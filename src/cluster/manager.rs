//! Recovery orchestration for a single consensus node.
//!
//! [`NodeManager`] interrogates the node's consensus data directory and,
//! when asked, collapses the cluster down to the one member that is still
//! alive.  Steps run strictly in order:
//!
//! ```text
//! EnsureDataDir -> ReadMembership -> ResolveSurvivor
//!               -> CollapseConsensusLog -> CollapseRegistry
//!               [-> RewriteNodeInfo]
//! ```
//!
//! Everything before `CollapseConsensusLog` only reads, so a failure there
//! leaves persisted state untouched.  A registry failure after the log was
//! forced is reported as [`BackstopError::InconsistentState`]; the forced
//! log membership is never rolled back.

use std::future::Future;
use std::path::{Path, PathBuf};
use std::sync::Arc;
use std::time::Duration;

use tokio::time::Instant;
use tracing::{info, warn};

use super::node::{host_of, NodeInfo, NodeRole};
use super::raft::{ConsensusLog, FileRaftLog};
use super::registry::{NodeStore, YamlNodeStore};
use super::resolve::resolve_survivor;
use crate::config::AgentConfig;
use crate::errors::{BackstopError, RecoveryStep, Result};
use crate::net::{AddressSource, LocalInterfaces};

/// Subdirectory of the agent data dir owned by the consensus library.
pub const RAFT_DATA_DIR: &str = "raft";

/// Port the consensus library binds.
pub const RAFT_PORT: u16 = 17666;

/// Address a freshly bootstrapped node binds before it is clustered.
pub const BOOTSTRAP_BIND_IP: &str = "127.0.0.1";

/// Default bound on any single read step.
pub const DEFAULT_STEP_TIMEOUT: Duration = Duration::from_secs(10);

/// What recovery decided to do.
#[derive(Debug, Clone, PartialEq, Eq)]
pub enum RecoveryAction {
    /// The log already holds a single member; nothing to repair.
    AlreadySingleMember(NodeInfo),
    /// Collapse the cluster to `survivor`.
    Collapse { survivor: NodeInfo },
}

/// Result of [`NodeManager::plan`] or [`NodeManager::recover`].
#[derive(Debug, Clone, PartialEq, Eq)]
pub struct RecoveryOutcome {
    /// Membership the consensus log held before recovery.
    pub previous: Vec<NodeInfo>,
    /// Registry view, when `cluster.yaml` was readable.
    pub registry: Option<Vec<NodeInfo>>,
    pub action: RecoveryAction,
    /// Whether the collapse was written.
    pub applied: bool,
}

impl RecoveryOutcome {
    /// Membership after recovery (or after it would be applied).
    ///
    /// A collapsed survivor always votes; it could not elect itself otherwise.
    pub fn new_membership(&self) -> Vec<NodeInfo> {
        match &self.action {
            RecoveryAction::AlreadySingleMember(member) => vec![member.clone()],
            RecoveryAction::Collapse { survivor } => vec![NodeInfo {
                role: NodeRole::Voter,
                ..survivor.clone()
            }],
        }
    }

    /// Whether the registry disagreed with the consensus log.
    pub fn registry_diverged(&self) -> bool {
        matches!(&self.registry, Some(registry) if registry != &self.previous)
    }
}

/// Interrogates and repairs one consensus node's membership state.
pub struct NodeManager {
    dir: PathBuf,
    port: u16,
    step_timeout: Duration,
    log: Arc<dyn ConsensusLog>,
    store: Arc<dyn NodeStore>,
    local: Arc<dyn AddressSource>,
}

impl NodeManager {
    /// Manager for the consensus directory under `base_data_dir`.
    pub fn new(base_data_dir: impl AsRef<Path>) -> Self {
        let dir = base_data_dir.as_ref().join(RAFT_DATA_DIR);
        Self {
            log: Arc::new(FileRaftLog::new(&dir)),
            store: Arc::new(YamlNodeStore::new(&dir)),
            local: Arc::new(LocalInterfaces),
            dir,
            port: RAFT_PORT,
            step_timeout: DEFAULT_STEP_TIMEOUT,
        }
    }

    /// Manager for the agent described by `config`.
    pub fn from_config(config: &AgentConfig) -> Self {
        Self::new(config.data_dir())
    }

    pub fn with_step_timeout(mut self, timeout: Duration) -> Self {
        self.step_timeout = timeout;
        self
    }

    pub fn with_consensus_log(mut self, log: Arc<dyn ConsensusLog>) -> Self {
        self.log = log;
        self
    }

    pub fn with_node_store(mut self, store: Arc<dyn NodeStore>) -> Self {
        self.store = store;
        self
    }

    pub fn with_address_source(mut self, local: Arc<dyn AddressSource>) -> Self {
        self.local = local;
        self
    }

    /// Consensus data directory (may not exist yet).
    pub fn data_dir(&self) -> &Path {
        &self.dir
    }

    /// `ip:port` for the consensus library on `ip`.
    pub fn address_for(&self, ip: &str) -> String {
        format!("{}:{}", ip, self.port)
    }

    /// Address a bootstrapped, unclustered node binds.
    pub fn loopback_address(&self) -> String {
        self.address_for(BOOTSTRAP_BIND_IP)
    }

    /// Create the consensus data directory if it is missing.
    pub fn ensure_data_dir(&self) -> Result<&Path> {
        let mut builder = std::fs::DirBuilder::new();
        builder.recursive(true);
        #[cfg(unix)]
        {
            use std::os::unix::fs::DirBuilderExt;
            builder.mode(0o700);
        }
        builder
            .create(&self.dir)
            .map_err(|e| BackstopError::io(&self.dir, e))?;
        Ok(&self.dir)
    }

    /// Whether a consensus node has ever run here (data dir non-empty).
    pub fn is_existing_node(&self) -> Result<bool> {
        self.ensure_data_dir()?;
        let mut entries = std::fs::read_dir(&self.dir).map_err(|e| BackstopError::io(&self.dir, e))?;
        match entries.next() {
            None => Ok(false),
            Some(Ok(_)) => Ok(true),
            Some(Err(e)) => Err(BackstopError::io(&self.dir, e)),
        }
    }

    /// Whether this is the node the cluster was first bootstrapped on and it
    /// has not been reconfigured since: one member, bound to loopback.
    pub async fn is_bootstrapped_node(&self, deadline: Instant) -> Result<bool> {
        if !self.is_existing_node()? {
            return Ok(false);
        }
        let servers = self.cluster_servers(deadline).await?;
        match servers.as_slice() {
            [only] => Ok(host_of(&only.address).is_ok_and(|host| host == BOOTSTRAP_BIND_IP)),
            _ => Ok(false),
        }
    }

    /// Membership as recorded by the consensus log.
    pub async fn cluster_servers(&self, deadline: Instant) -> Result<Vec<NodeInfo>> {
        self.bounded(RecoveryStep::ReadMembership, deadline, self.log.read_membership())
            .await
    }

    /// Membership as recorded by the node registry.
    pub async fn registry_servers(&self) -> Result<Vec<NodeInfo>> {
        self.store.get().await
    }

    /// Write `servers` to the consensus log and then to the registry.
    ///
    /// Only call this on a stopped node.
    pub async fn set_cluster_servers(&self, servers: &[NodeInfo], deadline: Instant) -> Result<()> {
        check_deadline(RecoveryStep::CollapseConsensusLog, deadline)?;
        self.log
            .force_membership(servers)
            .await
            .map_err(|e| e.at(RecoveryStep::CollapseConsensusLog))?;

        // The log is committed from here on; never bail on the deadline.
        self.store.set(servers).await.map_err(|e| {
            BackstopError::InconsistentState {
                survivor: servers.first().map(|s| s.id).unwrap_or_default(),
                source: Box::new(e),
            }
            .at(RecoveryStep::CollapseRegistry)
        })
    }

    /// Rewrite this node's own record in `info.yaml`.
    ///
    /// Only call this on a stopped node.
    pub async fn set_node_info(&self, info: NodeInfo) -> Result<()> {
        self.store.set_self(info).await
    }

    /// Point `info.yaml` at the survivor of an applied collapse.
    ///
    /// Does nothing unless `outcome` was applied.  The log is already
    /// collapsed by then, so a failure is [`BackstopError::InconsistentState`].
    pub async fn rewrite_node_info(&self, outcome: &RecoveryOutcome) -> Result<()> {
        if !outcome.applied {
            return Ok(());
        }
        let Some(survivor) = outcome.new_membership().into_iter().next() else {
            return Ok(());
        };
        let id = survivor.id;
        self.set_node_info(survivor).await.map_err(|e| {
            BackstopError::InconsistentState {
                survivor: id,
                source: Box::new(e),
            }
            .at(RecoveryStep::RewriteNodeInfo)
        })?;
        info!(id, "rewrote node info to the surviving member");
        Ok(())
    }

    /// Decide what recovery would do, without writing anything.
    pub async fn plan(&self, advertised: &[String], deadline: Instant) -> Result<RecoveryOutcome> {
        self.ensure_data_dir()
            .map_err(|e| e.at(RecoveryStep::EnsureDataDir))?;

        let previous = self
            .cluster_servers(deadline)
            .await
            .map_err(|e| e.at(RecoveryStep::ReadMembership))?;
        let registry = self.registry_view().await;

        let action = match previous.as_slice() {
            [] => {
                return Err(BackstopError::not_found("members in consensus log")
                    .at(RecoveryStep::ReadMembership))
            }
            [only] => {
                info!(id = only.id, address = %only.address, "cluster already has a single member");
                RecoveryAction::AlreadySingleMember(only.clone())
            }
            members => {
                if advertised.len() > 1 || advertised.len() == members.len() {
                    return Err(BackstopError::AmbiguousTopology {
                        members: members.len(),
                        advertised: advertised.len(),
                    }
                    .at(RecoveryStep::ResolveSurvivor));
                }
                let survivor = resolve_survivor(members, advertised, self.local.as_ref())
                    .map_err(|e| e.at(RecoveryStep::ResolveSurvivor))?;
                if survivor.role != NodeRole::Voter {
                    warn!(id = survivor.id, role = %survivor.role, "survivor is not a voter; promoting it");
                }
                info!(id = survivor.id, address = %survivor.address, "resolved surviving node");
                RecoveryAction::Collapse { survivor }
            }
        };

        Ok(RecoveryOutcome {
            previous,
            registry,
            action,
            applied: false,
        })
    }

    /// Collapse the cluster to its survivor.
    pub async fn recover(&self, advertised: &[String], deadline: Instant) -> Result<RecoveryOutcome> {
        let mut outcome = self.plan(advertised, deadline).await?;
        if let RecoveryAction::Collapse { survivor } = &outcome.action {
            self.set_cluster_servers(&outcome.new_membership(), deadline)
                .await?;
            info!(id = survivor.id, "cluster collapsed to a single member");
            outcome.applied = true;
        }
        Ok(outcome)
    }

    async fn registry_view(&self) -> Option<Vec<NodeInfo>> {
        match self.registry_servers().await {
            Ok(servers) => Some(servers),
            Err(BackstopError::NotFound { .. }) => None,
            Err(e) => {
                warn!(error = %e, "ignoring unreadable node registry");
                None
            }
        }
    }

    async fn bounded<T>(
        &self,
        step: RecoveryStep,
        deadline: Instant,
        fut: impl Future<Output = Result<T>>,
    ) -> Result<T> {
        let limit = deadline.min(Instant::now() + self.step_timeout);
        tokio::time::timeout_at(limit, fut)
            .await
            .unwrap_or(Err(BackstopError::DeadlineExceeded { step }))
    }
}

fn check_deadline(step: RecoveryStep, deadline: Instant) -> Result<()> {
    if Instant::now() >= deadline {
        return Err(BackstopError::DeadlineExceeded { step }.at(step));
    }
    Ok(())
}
::::::::::
Output should match, line for line, the stretch of the material above from the line holding "Steps run strictly" through the line holding "the log was".

§ **Task output**:
//! alive.  Steps run strictly in order:
//!
//! ```text
//! EnsureDataDir -> ReadMembership -> ResolveSurvivor
//!               -> CollapseConsensusLog -> CollapseRegistry
//!               [-> RewriteNodeInfo]
//! ```
//!
//! Everything before `CollapseConsensusLog` only reads, so a failure there
//! leaves persisted state untouched.  A registry failure after the log was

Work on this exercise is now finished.